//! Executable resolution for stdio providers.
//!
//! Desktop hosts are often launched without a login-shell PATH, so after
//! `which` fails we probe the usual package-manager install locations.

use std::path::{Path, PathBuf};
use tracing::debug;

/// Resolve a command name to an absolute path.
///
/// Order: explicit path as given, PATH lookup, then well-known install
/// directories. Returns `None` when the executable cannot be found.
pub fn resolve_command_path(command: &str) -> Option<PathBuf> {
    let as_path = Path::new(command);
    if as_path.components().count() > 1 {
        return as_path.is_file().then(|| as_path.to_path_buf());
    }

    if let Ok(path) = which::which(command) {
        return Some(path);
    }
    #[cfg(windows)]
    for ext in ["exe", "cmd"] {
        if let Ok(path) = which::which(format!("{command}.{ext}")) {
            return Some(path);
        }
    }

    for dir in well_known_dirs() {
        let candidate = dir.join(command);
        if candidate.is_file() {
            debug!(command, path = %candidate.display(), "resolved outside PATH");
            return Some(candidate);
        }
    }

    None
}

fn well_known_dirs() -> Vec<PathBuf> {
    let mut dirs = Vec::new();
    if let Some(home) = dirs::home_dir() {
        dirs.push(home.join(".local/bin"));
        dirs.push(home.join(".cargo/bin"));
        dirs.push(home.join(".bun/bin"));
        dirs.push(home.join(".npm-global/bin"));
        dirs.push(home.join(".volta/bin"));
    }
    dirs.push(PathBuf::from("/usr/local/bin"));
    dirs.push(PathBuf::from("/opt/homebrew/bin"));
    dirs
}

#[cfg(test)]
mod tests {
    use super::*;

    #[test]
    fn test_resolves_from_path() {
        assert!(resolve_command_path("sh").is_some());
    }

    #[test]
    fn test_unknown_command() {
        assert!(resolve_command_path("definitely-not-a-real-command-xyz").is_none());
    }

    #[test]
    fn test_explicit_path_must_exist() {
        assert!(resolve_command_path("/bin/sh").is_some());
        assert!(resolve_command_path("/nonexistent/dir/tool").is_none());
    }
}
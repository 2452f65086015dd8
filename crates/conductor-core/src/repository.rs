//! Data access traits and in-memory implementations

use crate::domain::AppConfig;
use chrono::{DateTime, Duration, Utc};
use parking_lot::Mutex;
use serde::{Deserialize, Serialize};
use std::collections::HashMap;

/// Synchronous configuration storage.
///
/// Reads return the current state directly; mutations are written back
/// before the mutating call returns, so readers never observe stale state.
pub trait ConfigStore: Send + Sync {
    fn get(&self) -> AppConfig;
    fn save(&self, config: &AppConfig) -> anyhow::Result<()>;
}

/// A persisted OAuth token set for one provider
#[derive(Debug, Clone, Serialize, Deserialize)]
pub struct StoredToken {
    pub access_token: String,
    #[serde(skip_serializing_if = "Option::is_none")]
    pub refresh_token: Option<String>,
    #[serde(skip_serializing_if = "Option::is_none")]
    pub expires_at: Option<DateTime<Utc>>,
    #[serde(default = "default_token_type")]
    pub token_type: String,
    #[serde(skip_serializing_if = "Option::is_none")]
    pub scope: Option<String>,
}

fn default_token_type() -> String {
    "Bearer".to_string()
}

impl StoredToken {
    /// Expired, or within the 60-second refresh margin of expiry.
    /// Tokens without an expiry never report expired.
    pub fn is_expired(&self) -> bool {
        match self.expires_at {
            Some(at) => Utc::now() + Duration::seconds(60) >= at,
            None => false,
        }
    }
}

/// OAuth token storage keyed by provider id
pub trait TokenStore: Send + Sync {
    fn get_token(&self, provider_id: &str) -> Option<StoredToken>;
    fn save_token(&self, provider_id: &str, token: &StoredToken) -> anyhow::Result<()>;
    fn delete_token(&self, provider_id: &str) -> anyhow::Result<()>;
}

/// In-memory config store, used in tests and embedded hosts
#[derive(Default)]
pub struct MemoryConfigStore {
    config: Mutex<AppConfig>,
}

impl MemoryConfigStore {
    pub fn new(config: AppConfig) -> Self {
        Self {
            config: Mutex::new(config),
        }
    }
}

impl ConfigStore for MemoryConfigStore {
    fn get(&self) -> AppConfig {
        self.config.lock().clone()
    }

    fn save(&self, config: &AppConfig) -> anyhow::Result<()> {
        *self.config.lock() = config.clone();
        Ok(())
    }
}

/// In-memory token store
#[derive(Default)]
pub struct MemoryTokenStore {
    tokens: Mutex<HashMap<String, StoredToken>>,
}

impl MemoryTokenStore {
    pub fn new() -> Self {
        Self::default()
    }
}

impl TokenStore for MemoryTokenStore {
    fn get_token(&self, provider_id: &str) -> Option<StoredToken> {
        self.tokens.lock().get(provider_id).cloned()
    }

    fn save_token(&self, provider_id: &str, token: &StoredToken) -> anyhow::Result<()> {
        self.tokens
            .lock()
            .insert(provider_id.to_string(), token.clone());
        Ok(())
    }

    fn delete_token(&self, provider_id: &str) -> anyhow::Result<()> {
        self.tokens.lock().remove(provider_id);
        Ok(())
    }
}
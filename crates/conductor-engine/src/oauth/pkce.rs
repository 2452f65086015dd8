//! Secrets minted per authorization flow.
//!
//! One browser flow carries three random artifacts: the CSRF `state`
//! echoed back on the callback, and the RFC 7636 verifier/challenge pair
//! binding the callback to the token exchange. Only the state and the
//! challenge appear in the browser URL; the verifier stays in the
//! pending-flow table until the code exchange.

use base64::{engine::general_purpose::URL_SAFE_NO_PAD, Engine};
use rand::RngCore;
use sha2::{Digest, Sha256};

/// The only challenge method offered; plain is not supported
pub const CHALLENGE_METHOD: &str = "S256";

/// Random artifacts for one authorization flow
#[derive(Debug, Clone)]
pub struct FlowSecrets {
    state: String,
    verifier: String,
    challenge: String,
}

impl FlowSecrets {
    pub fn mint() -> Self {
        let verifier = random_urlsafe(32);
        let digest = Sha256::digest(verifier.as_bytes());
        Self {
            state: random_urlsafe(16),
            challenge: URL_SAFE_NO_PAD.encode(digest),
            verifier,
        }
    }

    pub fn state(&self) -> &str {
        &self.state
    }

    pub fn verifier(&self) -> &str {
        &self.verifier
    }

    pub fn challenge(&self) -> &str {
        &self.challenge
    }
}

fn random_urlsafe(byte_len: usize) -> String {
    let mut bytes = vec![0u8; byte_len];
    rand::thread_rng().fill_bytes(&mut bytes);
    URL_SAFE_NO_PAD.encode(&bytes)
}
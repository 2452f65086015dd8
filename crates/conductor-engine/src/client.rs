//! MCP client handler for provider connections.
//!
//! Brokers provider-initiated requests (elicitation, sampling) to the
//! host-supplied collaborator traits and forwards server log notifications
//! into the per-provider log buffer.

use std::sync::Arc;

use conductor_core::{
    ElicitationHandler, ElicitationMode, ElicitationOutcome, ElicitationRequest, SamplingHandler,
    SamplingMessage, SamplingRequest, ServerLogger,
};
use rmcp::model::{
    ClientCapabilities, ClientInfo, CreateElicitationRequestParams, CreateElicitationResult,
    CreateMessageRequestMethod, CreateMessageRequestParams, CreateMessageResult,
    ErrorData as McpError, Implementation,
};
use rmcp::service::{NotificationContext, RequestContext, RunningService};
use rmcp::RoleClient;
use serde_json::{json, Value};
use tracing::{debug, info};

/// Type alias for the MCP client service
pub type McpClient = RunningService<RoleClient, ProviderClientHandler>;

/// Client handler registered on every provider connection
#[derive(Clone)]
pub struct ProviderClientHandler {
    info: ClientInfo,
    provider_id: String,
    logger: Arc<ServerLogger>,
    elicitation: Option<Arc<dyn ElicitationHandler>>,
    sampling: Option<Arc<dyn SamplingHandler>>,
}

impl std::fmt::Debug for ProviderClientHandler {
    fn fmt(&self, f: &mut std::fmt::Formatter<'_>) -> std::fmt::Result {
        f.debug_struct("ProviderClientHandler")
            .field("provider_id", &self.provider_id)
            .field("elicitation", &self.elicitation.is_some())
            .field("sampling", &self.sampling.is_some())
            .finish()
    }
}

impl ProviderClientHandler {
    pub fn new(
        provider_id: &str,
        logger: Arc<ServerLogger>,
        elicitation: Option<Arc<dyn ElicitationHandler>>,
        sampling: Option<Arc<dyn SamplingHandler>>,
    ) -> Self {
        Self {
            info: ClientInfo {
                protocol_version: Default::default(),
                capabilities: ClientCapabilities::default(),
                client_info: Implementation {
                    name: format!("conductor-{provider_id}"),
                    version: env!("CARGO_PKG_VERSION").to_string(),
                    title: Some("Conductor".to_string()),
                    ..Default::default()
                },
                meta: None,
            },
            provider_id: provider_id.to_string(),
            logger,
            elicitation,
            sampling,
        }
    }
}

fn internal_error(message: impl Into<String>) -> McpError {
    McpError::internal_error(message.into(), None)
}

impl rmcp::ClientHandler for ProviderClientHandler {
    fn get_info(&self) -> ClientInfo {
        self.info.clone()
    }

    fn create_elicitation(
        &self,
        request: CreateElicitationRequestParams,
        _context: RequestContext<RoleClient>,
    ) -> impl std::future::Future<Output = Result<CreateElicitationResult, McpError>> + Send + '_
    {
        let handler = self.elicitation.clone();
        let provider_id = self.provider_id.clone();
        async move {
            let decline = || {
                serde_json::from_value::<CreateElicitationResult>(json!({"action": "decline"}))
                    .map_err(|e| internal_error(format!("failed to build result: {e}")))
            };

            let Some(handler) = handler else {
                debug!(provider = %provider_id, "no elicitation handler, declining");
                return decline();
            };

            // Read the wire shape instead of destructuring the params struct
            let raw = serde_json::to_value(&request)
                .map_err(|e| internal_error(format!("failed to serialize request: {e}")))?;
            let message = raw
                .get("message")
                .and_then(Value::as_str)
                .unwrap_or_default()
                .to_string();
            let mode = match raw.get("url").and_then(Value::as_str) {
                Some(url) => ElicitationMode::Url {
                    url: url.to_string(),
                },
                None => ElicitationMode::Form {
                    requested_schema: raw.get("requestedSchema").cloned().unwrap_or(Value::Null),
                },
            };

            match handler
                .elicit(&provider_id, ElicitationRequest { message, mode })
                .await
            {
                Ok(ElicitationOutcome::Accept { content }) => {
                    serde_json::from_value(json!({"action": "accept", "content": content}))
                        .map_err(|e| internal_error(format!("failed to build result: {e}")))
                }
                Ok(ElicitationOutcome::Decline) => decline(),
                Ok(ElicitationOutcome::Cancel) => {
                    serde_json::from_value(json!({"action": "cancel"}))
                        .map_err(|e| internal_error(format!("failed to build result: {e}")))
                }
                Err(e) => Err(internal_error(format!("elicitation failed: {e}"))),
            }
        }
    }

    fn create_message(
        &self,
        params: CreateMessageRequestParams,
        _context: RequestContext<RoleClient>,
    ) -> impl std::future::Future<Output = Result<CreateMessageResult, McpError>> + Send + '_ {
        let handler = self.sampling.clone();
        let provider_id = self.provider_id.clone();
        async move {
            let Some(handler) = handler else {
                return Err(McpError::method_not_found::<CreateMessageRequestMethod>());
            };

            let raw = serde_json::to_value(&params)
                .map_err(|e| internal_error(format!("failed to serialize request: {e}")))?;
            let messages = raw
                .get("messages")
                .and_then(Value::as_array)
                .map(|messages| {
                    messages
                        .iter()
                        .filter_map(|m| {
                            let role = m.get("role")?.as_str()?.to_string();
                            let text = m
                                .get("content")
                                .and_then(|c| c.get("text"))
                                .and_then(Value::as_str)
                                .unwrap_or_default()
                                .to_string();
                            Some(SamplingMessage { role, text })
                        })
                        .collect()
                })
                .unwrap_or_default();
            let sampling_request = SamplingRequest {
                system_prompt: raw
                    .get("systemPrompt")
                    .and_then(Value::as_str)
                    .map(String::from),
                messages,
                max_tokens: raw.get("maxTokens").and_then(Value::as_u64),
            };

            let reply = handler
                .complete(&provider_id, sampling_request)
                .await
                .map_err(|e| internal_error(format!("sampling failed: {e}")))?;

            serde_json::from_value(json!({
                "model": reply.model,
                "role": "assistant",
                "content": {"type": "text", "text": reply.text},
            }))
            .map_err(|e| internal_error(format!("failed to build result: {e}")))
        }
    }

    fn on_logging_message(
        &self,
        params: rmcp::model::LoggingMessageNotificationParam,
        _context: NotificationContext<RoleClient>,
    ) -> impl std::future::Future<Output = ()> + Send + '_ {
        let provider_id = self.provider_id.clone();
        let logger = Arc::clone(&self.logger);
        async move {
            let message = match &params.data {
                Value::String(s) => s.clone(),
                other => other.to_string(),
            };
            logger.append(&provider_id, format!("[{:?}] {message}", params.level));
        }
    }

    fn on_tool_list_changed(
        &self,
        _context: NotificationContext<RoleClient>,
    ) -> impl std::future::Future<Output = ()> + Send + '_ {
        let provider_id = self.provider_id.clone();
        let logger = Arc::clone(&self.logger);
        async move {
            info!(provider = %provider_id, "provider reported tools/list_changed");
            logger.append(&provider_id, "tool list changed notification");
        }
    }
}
==
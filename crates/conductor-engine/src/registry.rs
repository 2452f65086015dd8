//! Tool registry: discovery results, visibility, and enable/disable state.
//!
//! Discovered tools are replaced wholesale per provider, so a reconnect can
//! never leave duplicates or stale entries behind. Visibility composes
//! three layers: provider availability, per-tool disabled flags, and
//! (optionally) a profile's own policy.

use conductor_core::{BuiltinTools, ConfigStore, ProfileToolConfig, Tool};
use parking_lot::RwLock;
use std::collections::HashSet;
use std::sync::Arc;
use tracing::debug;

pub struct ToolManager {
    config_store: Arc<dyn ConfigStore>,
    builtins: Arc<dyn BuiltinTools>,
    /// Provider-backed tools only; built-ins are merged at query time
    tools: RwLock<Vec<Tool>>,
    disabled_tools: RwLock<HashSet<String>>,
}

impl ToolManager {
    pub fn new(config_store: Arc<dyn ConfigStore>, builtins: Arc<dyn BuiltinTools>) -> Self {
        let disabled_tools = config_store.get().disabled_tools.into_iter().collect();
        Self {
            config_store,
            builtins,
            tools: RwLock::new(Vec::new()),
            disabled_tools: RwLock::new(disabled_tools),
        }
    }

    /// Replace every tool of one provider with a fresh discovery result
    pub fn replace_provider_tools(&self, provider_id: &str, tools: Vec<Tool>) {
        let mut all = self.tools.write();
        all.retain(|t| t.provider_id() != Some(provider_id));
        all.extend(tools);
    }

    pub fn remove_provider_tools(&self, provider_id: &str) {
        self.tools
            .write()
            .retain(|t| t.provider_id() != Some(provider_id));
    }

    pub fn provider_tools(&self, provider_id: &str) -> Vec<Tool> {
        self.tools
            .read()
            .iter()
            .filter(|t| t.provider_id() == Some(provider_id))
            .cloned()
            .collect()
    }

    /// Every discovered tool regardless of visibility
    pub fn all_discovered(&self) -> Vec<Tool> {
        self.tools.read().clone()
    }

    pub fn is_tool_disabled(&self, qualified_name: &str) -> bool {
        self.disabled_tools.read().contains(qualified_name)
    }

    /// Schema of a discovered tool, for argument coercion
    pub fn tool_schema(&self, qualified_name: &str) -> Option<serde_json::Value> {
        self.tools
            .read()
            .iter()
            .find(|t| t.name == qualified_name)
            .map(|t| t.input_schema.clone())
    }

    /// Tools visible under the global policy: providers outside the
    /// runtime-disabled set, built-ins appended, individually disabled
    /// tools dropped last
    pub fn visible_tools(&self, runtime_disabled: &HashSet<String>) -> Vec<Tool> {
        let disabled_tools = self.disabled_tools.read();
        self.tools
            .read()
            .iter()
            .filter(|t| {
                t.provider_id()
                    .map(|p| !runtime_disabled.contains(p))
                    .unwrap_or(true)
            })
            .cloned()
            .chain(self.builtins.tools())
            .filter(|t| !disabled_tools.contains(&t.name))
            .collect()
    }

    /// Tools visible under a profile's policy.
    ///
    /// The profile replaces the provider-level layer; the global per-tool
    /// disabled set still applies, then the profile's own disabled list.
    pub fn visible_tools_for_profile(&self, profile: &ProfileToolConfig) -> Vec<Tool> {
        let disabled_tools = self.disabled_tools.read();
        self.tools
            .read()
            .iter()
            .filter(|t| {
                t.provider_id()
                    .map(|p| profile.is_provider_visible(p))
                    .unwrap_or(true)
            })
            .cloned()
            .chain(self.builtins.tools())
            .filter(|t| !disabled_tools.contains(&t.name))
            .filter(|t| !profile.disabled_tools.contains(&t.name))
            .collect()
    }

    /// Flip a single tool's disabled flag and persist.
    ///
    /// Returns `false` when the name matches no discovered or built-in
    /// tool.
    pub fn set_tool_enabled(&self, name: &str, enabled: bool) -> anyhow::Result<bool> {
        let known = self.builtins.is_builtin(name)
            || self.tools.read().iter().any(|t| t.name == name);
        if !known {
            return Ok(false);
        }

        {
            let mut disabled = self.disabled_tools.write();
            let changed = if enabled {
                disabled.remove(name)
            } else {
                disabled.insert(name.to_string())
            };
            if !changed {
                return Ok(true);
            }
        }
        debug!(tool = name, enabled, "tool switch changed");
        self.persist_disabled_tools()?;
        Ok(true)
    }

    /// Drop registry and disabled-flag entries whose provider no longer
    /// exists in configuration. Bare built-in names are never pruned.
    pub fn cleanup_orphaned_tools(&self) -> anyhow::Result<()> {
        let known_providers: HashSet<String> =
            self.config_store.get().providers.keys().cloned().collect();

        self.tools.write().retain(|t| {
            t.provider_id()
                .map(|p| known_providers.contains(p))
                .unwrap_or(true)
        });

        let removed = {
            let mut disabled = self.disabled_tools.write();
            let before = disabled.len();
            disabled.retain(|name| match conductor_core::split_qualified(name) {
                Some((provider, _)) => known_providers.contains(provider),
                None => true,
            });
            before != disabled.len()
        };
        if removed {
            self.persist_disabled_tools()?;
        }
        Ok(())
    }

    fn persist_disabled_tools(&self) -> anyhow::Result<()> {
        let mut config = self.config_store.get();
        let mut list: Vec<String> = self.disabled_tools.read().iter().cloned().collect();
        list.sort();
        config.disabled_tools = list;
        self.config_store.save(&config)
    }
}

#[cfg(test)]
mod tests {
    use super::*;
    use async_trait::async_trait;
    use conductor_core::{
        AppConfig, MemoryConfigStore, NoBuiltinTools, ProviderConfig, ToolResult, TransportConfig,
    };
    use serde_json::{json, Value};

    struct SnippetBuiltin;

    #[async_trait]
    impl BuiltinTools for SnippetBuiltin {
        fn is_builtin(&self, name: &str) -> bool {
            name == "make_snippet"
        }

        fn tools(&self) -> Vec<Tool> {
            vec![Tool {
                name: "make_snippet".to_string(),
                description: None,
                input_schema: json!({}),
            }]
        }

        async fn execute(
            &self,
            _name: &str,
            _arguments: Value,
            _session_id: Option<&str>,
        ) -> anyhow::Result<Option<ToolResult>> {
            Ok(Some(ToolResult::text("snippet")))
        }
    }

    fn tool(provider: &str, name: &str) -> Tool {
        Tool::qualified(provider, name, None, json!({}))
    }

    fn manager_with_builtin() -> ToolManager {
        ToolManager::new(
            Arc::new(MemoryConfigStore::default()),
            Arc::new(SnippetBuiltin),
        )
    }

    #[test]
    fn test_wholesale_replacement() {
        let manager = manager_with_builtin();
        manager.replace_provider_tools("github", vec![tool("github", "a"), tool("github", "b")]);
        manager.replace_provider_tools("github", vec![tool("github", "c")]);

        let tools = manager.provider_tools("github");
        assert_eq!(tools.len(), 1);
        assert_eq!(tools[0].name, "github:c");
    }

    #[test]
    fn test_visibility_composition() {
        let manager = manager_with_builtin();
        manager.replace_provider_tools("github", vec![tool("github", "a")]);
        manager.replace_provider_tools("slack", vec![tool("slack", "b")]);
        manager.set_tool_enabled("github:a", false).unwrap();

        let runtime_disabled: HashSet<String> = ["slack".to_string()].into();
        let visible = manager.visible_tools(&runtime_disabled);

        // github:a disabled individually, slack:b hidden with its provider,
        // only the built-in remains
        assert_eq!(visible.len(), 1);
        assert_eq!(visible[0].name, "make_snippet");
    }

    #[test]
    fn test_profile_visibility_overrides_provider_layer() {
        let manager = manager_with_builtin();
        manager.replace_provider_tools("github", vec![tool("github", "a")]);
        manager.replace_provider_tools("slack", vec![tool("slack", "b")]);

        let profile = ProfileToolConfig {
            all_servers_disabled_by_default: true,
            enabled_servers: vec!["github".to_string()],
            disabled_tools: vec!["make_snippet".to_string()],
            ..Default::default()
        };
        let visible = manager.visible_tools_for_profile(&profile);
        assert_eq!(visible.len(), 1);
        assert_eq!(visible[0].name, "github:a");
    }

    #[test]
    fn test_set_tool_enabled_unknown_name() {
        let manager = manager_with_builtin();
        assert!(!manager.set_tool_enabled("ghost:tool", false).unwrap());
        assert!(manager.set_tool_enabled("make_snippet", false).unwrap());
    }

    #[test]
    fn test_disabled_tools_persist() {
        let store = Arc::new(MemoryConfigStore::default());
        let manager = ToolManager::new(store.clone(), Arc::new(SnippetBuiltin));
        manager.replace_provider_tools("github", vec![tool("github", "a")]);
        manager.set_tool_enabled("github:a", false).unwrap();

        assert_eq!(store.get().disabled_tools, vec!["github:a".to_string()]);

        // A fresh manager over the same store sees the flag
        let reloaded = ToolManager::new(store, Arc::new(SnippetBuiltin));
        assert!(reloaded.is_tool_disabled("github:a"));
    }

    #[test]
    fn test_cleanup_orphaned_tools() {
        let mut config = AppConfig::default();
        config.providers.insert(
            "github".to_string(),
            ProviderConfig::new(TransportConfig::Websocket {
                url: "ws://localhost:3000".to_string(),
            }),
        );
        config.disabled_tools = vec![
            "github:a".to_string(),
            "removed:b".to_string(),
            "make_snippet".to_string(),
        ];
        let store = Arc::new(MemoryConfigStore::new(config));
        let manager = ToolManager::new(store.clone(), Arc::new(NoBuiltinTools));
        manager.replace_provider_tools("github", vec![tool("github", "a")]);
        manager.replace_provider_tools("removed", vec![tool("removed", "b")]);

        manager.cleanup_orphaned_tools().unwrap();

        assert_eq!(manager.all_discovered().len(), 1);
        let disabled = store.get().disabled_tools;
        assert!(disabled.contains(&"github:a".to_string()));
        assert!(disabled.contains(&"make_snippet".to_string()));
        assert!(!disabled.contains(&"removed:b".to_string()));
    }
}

(Directions): Using the records above, gather all lines where the string "hosts" is present.

(Result for this task):
//! Desktop hosts are often launched without a login-shell PATH, so after
/// In-memory config store, used in tests and embedded hosts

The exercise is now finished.